*** Opening DATA FOR PROCESSING ***

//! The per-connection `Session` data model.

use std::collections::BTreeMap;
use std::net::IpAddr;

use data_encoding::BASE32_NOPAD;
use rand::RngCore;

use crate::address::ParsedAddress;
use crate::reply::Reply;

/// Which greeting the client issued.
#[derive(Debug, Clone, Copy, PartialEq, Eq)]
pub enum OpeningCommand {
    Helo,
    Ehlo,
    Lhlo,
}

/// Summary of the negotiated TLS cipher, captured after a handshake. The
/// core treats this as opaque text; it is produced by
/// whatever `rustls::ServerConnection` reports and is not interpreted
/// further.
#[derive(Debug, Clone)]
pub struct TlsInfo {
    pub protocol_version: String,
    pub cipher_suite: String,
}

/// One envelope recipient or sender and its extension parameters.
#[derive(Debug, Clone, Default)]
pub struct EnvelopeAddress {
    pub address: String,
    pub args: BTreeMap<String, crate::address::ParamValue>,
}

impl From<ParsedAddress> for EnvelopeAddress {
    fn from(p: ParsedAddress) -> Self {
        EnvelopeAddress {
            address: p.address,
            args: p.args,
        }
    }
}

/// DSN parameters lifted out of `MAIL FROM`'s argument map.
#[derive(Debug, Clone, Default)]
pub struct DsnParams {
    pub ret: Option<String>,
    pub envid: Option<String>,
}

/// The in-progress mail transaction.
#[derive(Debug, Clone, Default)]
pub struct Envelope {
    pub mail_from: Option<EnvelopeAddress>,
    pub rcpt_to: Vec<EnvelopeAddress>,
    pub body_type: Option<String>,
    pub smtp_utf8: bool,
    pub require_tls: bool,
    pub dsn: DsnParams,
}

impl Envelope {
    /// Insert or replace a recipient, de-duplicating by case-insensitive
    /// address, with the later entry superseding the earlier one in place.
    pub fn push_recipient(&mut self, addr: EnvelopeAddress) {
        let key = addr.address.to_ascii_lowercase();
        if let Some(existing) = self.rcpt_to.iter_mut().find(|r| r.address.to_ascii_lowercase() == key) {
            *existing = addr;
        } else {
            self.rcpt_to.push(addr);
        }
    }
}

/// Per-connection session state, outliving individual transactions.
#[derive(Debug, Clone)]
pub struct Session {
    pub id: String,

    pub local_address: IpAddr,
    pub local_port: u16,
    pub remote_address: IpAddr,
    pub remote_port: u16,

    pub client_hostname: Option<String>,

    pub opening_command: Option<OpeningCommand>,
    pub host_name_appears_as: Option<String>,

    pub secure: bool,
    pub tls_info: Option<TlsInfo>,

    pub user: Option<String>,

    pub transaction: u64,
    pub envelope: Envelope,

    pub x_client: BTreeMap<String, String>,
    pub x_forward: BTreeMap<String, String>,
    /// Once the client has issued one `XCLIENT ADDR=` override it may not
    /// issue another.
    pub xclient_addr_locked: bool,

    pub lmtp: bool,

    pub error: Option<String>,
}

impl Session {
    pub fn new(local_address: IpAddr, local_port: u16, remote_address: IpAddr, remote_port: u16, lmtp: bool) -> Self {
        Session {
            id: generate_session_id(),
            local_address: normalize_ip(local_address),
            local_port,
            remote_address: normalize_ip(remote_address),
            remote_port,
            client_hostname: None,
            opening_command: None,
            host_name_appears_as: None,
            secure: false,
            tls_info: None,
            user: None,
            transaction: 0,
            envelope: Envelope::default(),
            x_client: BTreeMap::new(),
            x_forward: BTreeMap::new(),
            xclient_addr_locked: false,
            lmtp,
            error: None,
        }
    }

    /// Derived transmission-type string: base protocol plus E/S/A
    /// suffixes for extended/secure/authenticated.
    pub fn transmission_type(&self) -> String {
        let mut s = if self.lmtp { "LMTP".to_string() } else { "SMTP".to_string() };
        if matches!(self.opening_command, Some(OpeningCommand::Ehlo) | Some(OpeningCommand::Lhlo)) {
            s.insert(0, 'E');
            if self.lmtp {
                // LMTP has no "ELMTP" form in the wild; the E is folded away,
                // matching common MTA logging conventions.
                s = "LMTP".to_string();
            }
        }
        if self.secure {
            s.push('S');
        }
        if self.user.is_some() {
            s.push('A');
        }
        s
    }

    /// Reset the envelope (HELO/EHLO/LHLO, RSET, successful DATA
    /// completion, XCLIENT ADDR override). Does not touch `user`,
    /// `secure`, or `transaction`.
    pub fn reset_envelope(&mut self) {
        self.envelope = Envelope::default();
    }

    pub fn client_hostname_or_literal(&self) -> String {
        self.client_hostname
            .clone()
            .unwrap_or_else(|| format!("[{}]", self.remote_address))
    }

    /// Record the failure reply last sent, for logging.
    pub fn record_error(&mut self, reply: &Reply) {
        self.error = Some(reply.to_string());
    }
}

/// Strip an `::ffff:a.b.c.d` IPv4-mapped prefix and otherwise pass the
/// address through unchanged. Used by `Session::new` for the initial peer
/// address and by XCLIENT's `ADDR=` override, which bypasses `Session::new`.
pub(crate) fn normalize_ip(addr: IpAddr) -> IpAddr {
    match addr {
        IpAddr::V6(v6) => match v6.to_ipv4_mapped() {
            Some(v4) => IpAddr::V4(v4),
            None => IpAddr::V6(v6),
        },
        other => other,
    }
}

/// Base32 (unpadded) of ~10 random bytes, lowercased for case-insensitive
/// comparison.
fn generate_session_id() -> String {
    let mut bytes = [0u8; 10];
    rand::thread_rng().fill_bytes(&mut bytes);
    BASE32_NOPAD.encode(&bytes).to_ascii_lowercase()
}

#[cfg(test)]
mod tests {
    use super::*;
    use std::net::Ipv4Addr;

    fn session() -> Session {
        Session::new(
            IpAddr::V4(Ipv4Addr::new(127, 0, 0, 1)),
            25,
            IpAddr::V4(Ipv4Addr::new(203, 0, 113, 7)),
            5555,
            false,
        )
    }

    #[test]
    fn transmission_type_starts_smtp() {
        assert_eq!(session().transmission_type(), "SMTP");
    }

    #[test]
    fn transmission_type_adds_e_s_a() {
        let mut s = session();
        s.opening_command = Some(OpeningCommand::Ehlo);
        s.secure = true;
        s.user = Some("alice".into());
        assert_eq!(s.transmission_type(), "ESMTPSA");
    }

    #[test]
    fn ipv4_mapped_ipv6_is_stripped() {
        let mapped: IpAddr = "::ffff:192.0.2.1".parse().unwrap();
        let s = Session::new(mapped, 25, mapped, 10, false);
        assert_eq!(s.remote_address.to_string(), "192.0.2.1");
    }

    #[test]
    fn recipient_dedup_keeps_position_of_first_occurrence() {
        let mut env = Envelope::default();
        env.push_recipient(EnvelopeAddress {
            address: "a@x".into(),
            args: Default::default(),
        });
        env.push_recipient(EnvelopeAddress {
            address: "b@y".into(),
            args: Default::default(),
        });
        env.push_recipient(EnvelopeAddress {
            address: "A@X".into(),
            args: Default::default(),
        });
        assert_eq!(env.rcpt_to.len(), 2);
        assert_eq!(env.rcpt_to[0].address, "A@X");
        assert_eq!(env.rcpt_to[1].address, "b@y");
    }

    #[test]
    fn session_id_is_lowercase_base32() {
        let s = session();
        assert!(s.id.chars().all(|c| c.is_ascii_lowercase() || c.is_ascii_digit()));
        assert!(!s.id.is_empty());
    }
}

*** Closing DATA FOR PROCESSING ***

▸ YOUR OBJECTIVE
Filter the entries and keep only the lines holding "bytes".

▸ YOUR SOLUTION
/// Base32 (unpadded) of ~10 random bytes, lowercased for case-insensitive
    let mut bytes = [0u8; 10];
    rand::thread_rng().fill_bytes(&mut bytes);
    BASE32_NOPAD.encode(&bytes).to_ascii_lowercase()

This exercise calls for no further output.